# Supplied material:
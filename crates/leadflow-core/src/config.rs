//! Leadflow process configuration.

use serde::{Deserialize, Serialize};
use std::path::{Path, PathBuf};

use crate::error::Result;

/// Root configuration, loaded from `~/.leadflow/config.toml`.
#[derive(Debug, Clone, Serialize, Deserialize)]
pub struct LeadflowConfig {
    #[serde(default)]
    pub database: DatabaseConfig,
    #[serde(default)]
    pub gateway: GatewayConfig,
    #[serde(default)]
    pub automation: AutomationConfig,
    #[serde(default)]
    pub sender: SenderConfig,
}

impl Default for LeadflowConfig {
    fn default() -> Self {
        Self {
            database: DatabaseConfig::default(),
            gateway: GatewayConfig::default(),
            automation: AutomationConfig::default(),
            sender: SenderConfig::default(),
        }
    }
}

impl LeadflowConfig {
    /// Load config from the default path, or defaults if absent.
    pub fn load() -> Result<Self> {
        let path = Self::default_path();
        if path.exists() {
            Self::load_from(&path)
        } else {
            Ok(Self::default())
        }
    }

    /// Load config from a specific path.
    pub fn load_from(path: &Path) -> Result<Self> {
        let content = std::fs::read_to_string(path).map_err(|e| {
            crate::error::LeadflowError::Config(format!("Failed to read config: {e}"))
        })?;
        let config: Self = toml::from_str(&content).map_err(|e| {
            crate::error::LeadflowError::Config(format!("Failed to parse config: {e}"))
        })?;
        Ok(config)
    }

    /// Save config to the default path.
    pub fn save(&self) -> Result<()> {
        let path = Self::default_path();
        if let Some(parent) = path.parent() {
            std::fs::create_dir_all(parent)?;
        }
        let content = toml::to_string_pretty(self).map_err(|e| {
            crate::error::LeadflowError::Config(format!("Failed to serialize config: {e}"))
        })?;
        std::fs::write(&path, content)?;
        Ok(())
    }

    /// Get the default config path.
    pub fn default_path() -> PathBuf {
        Self::home_dir().join("config.toml")
    }

    /// Get the Leadflow home directory.
    pub fn home_dir() -> PathBuf {
        dirs::home_dir()
            .unwrap_or_else(|| PathBuf::from("."))
            .join(".leadflow")
    }
}

/// SQLite database location.
#[derive(Debug, Clone, Serialize, Deserialize)]
pub struct DatabaseConfig {
    #[serde(default = "default_db_path")]
    pub path: String,
}

fn default_db_path() -> String {
    "~/.leadflow/leadflow.db".into()
}

impl Default for DatabaseConfig {
    fn default() -> Self {
        Self {
            path: default_db_path(),
        }
    }
}

/// HTTP gateway configuration.
#[derive(Debug, Clone, Serialize, Deserialize)]
pub struct GatewayConfig {
    #[serde(default = "default_host")]
    pub host: String,
    #[serde(default = "default_port")]
    pub port: u16,
}

fn default_host() -> String {
    "127.0.0.1".into()
}
fn default_port() -> u16 {
    4600
}

impl Default for GatewayConfig {
    fn default() -> Self {
        Self {
            host: default_host(),
            port: default_port(),
        }
    }
}

/// Automation engine tuning.
#[derive(Debug, Clone, Serialize, Deserialize)]
pub struct AutomationConfig {
    /// Cross-cycle retry cap; reaching it halts the lead.
    #[serde(default = "default_retry_cap")]
    pub retry_cap: u32,
    /// Minutes to wait before re-attempting a failed send.
    #[serde(default = "default_failure_backoff_mins")]
    pub failure_backoff_mins: i64,
    /// How often the runner scans for due leads.
    #[serde(default = "default_tick_interval_secs")]
    pub tick_interval_secs: u64,
}

fn default_retry_cap() -> u32 {
    crate::lead::DEFAULT_RETRY_CAP
}
fn default_failure_backoff_mins() -> i64 {
    10
}
fn default_tick_interval_secs() -> u64 {
    60
}

impl Default for AutomationConfig {
    fn default() -> Self {
        Self {
            retry_cap: default_retry_cap(),
            failure_backoff_mins: default_failure_backoff_mins(),
            tick_interval_secs: default_tick_interval_secs(),
        }
    }
}

/// Process-wide sender identity, used when a user's company settings leave
/// the sender blank.
#[derive(Debug, Clone, Serialize, Deserialize)]
pub struct SenderConfig {
    #[serde(default = "default_sender_name")]
    pub name: String,
    #[serde(default)]
    pub email: String,
}

fn default_sender_name() -> String {
    "Leadflow".into()
}

impl Default for SenderConfig {
    fn default() -> Self {
        Self {
            name: default_sender_name(),
            email: String::new(),
        }
    }
}

#[cfg(test)]
mod tests {
    use super::*;

    #[test]
    fn test_default_config() {
        let config = LeadflowConfig::default();
        assert_eq!(config.gateway.port, 4600);
        assert_eq!(config.automation.retry_cap, 10);
        assert_eq!(config.automation.failure_backoff_mins, 10);
        assert_eq!(config.sender.name, "Leadflow");
    }

    #[test]
    fn test_config_from_toml() {
        let toml_str = r#"
            [gateway]
            port = 8080

            [automation]
            retry_cap = 5
            tick_interval_secs = 30

            [sender]
            name = "Acme Outreach"
            email = "hello@acme.example"
        "#;

        let config: LeadflowConfig = toml::from_str(toml_str).unwrap();
        assert_eq!(config.gateway.port, 8080);
        assert_eq!(config.gateway.host, "127.0.0.1");
        assert_eq!(config.automation.retry_cap, 5);
        assert_eq!(config.automation.tick_interval_secs, 30);
        assert_eq!(config.sender.name, "Acme Outreach");
    }

    #[test]
    fn test_config_missing_fields_use_defaults() {
        let config: LeadflowConfig = toml::from_str("").unwrap();
        assert_eq!(config.gateway.port, 4600);
        assert_eq!(config.automation.tick_interval_secs, 60);
    }

    #[test]
    fn test_home_dir() {
        let home = LeadflowConfig::home_dir();
        assert!(home.to_string_lossy().contains("leadflow"));
    }
}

# Brief:
Take the stretch of lines above from the one containing "pub struct SenderConfig" through the one containing "assert_eq!(config.automation.retry_cap, 10);" and repeat it exactly, adding no other line.

# Task output:
pub struct SenderConfig {
    #[serde(default = "default_sender_name")]
    pub name: String,
    #[serde(default)]
    pub email: String,
}

fn default_sender_name() -> String {
    "Leadflow".into()
}

impl Default for SenderConfig {
    fn default() -> Self {
        Self {
            name: default_sender_name(),
            email: String::new(),
        }
    }
}

#[cfg(test)]
mod tests {
    use super::*;

    #[test]
    fn test_default_config() {
        let config = LeadflowConfig::default();
        assert_eq!(config.gateway.port, 4600);
        assert_eq!(config.automation.retry_cap, 10);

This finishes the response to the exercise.